Assignment - Each line of the data below from the one holding "use std::io;" to the one holding "let args: Vec<String>", inclusive, is to be reproduced exactly; no other line belongs in the answer.

Raw data -
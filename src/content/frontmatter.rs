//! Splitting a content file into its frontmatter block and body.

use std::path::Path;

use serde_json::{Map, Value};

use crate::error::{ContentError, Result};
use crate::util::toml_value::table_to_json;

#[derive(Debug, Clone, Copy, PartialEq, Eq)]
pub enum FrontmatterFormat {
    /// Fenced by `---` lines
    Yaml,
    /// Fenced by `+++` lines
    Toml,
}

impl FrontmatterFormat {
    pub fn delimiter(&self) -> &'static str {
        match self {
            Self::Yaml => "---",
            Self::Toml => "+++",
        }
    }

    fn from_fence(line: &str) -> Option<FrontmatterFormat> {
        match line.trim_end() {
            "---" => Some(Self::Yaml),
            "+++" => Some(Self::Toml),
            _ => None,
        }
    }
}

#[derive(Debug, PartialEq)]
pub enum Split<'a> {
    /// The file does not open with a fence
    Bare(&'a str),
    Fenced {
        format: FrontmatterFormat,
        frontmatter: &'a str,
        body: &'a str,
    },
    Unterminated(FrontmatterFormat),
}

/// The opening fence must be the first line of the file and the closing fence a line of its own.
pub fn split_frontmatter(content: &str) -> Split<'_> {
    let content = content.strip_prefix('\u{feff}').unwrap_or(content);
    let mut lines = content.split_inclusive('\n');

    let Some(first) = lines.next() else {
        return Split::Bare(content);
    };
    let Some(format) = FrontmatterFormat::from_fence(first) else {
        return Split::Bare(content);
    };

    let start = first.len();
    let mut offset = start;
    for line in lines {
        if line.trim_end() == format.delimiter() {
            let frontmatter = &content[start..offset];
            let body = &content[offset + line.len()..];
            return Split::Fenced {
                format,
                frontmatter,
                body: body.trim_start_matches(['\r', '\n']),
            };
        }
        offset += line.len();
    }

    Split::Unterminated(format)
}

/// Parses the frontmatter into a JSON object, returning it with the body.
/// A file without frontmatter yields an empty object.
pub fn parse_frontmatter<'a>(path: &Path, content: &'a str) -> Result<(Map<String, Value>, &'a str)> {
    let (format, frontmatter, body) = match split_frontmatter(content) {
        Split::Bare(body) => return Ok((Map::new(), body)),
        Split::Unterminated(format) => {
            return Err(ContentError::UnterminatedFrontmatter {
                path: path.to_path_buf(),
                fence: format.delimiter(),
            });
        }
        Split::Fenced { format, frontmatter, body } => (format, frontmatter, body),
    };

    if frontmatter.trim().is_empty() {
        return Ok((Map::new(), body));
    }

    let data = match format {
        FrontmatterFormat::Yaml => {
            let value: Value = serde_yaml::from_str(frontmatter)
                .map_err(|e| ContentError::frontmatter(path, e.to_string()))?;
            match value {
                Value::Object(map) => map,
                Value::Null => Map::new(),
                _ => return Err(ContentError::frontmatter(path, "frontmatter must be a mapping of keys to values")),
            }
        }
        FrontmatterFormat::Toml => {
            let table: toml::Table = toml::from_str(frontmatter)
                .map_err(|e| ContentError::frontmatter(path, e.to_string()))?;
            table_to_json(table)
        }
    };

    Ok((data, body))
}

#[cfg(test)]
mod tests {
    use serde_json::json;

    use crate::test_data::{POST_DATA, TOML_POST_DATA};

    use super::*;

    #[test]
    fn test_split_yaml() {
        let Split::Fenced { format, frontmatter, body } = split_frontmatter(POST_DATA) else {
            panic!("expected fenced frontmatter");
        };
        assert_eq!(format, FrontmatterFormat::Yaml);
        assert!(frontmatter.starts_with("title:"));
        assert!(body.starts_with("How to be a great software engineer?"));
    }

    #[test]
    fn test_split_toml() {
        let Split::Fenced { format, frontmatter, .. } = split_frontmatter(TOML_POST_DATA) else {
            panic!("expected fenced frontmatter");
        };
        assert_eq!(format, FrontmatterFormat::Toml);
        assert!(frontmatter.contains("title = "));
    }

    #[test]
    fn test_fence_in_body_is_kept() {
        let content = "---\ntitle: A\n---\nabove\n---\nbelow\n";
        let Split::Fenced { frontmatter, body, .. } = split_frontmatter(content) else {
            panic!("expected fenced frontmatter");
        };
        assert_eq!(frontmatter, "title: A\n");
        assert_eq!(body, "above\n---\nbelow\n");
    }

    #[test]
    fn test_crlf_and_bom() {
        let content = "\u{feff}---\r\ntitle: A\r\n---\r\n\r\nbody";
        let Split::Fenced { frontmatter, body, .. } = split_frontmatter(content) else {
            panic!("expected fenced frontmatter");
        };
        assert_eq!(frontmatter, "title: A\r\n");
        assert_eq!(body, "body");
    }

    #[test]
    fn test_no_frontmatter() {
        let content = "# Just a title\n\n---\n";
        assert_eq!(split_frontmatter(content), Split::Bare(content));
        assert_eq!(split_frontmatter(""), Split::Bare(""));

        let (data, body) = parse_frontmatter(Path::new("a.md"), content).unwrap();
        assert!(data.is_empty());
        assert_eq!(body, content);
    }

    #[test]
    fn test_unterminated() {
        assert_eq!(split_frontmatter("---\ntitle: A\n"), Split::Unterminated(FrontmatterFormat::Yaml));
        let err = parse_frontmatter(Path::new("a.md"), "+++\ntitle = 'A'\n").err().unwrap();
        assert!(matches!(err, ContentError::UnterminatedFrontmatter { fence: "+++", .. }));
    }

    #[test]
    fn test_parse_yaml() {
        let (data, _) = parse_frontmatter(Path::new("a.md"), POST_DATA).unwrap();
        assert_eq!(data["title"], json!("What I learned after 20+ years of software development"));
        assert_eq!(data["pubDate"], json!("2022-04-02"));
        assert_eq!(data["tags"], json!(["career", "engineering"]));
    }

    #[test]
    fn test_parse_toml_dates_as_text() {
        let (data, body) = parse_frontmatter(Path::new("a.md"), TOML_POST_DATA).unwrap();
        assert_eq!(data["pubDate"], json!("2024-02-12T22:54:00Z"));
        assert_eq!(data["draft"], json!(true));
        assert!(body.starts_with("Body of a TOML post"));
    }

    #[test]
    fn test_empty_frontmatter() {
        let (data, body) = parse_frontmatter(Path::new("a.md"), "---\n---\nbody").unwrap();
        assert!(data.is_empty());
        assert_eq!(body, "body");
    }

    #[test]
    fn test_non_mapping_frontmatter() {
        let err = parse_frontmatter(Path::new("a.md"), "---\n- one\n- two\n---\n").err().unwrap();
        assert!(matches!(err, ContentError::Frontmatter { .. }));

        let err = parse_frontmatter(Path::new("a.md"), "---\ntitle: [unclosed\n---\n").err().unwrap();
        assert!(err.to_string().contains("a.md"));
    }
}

* * *

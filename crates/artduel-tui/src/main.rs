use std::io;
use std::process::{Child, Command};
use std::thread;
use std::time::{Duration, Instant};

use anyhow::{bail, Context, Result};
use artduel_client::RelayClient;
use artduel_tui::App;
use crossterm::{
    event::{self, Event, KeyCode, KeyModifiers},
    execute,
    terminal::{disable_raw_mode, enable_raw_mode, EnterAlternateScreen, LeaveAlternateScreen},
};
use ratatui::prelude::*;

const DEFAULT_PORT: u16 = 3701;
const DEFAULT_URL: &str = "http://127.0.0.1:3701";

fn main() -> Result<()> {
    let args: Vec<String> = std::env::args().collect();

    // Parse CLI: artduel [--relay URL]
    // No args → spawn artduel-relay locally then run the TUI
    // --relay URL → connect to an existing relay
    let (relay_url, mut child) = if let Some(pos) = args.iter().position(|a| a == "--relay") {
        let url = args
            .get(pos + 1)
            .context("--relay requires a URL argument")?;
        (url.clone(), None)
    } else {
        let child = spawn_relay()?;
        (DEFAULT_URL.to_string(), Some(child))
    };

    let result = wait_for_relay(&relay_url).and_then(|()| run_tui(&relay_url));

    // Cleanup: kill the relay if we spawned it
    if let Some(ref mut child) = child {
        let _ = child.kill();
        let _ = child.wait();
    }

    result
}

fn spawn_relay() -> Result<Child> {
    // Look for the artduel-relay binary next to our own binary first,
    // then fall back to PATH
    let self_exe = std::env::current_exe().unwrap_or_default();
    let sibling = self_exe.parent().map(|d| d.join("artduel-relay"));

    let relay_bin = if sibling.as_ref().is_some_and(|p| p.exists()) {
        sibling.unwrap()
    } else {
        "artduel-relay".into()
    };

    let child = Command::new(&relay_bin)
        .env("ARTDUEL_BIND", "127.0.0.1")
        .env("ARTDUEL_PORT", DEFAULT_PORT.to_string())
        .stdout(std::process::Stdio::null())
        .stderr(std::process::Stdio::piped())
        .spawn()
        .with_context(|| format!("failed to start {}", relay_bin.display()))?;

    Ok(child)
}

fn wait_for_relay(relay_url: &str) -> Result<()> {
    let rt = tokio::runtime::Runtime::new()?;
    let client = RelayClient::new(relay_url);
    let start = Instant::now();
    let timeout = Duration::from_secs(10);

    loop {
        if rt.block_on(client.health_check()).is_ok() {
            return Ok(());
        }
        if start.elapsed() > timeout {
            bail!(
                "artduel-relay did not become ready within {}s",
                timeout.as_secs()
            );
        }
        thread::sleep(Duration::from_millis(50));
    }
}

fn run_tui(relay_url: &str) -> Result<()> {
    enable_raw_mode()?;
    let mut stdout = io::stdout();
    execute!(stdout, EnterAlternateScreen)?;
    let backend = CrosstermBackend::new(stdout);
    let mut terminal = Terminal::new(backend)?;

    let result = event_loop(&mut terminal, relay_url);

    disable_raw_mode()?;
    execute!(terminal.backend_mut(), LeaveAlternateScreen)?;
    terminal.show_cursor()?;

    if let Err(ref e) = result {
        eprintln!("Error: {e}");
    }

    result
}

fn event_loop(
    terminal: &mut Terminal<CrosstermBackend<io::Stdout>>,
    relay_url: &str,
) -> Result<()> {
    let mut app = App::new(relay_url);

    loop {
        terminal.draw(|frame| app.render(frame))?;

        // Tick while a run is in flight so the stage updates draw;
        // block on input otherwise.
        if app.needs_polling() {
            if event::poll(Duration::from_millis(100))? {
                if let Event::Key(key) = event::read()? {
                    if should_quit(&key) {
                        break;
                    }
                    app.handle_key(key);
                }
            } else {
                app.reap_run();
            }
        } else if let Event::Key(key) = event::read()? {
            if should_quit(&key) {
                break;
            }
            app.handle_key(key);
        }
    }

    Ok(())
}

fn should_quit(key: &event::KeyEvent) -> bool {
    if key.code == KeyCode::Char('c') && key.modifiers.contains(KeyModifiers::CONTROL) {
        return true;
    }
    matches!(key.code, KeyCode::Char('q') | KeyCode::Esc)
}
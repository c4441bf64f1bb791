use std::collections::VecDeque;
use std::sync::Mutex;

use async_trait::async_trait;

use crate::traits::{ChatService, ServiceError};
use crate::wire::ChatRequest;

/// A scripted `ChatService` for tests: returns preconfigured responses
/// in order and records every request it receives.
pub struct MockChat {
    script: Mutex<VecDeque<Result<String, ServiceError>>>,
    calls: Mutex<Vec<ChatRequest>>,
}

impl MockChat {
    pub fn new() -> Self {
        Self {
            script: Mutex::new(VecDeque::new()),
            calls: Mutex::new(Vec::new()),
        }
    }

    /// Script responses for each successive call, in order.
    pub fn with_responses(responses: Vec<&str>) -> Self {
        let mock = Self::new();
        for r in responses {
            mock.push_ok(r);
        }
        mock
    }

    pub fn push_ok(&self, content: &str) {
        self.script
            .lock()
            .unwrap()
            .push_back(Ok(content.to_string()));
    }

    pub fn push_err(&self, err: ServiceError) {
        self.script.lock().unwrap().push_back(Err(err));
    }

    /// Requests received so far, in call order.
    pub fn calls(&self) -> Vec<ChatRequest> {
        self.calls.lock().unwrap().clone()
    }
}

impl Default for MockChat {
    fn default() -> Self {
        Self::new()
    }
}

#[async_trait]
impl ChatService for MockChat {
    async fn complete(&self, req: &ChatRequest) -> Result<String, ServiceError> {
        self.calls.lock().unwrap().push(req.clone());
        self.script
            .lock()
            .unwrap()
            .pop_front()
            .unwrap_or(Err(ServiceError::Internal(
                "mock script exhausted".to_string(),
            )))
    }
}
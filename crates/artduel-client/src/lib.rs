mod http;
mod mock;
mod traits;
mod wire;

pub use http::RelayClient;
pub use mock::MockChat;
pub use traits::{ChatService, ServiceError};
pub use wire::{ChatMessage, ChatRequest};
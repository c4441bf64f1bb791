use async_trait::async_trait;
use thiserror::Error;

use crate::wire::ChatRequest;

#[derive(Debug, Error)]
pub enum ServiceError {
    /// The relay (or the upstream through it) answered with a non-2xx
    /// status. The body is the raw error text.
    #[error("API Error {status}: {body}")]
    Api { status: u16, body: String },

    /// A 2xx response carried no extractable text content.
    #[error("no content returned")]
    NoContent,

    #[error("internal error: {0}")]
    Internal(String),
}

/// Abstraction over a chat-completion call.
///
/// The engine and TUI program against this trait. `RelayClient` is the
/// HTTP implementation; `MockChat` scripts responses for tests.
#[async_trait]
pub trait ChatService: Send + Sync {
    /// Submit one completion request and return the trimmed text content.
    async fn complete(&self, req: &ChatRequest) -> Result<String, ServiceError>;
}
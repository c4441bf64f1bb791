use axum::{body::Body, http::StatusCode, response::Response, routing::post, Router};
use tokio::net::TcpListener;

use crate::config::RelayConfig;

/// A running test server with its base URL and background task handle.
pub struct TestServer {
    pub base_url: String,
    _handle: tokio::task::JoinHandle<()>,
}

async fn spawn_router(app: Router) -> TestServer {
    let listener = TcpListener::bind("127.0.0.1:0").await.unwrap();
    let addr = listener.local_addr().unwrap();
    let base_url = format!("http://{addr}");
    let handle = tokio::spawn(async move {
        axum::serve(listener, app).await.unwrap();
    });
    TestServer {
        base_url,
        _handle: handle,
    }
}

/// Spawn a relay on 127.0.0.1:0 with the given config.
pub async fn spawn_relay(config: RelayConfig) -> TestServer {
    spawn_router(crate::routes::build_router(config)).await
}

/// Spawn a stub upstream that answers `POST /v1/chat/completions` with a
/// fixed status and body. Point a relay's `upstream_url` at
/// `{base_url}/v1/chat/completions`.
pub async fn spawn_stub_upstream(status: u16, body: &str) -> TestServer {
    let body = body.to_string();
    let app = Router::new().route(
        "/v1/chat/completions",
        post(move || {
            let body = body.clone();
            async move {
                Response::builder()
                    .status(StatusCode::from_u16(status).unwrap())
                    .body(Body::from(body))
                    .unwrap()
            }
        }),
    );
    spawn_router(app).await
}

Your solution -
use std::io;
use std::process::{Child, Command};
use std::thread;
use std::time::{Duration, Instant};

use anyhow::{bail, Context, Result};
use artduel_client::RelayClient;
use artduel_tui::App;
use crossterm::{
    event::{self, Event, KeyCode, KeyModifiers},
    execute,
    terminal::{disable_raw_mode, enable_raw_mode, EnterAlternateScreen, LeaveAlternateScreen},
};
use ratatui::prelude::*;

const DEFAULT_PORT: u16 = 3701;
const DEFAULT_URL: &str = "http://127.0.0.1:3701";

fn main() -> Result<()> {
    let args: Vec<String> = std::env::args().collect();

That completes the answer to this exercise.